Robert N. Butler of the Columbia Aging Center, Mailman School of Public Health, recently conducted a study that shows that the relative portion of older believers in the world’s religions will shift in the coming decades.

Jews had the largest portion of seniors in 2010, with 20 percent being age 60 and older. On the low end of the scale, Muslims represented only 7 percent of this age group. The study projects that by 2050, Buddhists and the religiously unaffiliated will both be at 32 percent for the greatest portion of oldest members. Muslims are expected to remain the youngest religious group with only 16 percent. Christians’ global population will age relatively slowly, and will increase from 14 percent in 2010, to 21 percent in 2050.

The study used more than 2,500 data sources from 198 countries. These included demographic surveys, censuses and other population surveys, accounting for more than 99 percent of the world population. The researchers spent more than half a decade to identify and synthesize the data to build up a global dataset.

This is the first study to account for aging, and mortality and fertility rates between religious groups. The study also looked at almost all countries identifying religious conversion and secularization trends.

Vegard Skirbekk, PhD, of the Columbia Aging Center and professor of Population and Family Health at the Mailman School is the study’s lead author. He notes that changes in religious groups’ age distributions could potentially have far-reaching implications for society.

One area that could be affected by age variation in religious distributions is the degree of cooperation and the risk of conflict. For example – conflict between religious groups whose members are younger is more common and does not occur as often among groups with larger numbers of older people.

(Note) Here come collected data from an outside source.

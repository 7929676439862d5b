//! Lossy numeric conversions used when reporting sizes and counts as metrics.

/// Convert a `usize` to `f64`, losing precision above 2^53.
#[must_use]
pub fn lossy_usize_to_f64(value: usize) -> f64 {
    lossy_u64_to_f64(u64::try_from(value).unwrap_or(u64::MAX))
}

/// Convert a `u64` to `f64` by recombining its 32-bit halves.
#[must_use]
pub fn lossy_u64_to_f64(value: u64) -> f64 {
    let high = u32::try_from(value >> 32).unwrap_or(0);
    let low = u32::try_from(value & 0xFFFF_FFFF).unwrap_or(0);
    f64::from(high) * 4_294_967_296.0 + f64::from(low)
}

/// Saturating `usize` to `u64`.
#[must_use]
pub fn usize_to_u64(value: usize) -> u64 {
    u64::try_from(value).unwrap_or(u64::MAX)
}

#[cfg(test)]
mod tests {
    use super::*;

    #[test]
    fn small_values_are_exact() {
        assert_eq!(lossy_u64_to_f64(0), 0.0);
        assert_eq!(lossy_u64_to_f64(1 << 40), 1_099_511_627_776.0);
        assert_eq!(lossy_usize_to_f64(12_345), 12_345.0);
    }

    #[test]
    fn u64_max_is_finite() {
        assert!(lossy_u64_to_f64(u64::MAX).is_finite());
        assert_eq!(usize_to_u64(usize::MAX), u64::MAX);
    }
}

Skirbekk cites public spending as another example. Previous research by others has suggested that willingness to pay for public social welfare programs can reduce when those who contribute have different ethno-cultural characteristics from those who are beneficiaries. Within religious groups with contrasting age patterns, this could potentially affect the sustainability of, and the level of support for social welfare programs.

The age of believers can also shape how a religion is practiced. Skirbekk thinks that older age groups tend to emphasize religion in terms of:

  • Traditions and norms.
  • Its relevance for intergenerational relationships and support.
  • Coping strategies in the event of health challenges.
  • Solace and relief in the face of life challenges and disease.
  • Rituals relating to end-of-life practices.


In contrast, younger individuals may seek religion for choice of lifestyles and as guidance for behavior, education, work and family formation.

Religion also shapes lifestyle choices, such as through rules on diet and alcohol consumption. Demographic changes would therefore also shape the health of older adults. The role of religion tends to change over the life course in the context of fewer remaining years of life and increasing prevalence of disease. When trying to cope with illness at later stages of life, many seek religious answers.

The demographic shifts could finally also affect how various religions are perceived, especially for those without a religious affiliation.

Skirbekk is of the opinion that the religiously unaffiliated will age rapidly on a global scale. This could potentially cause them to transform from a group representing the future to one representing the past on an increasing level.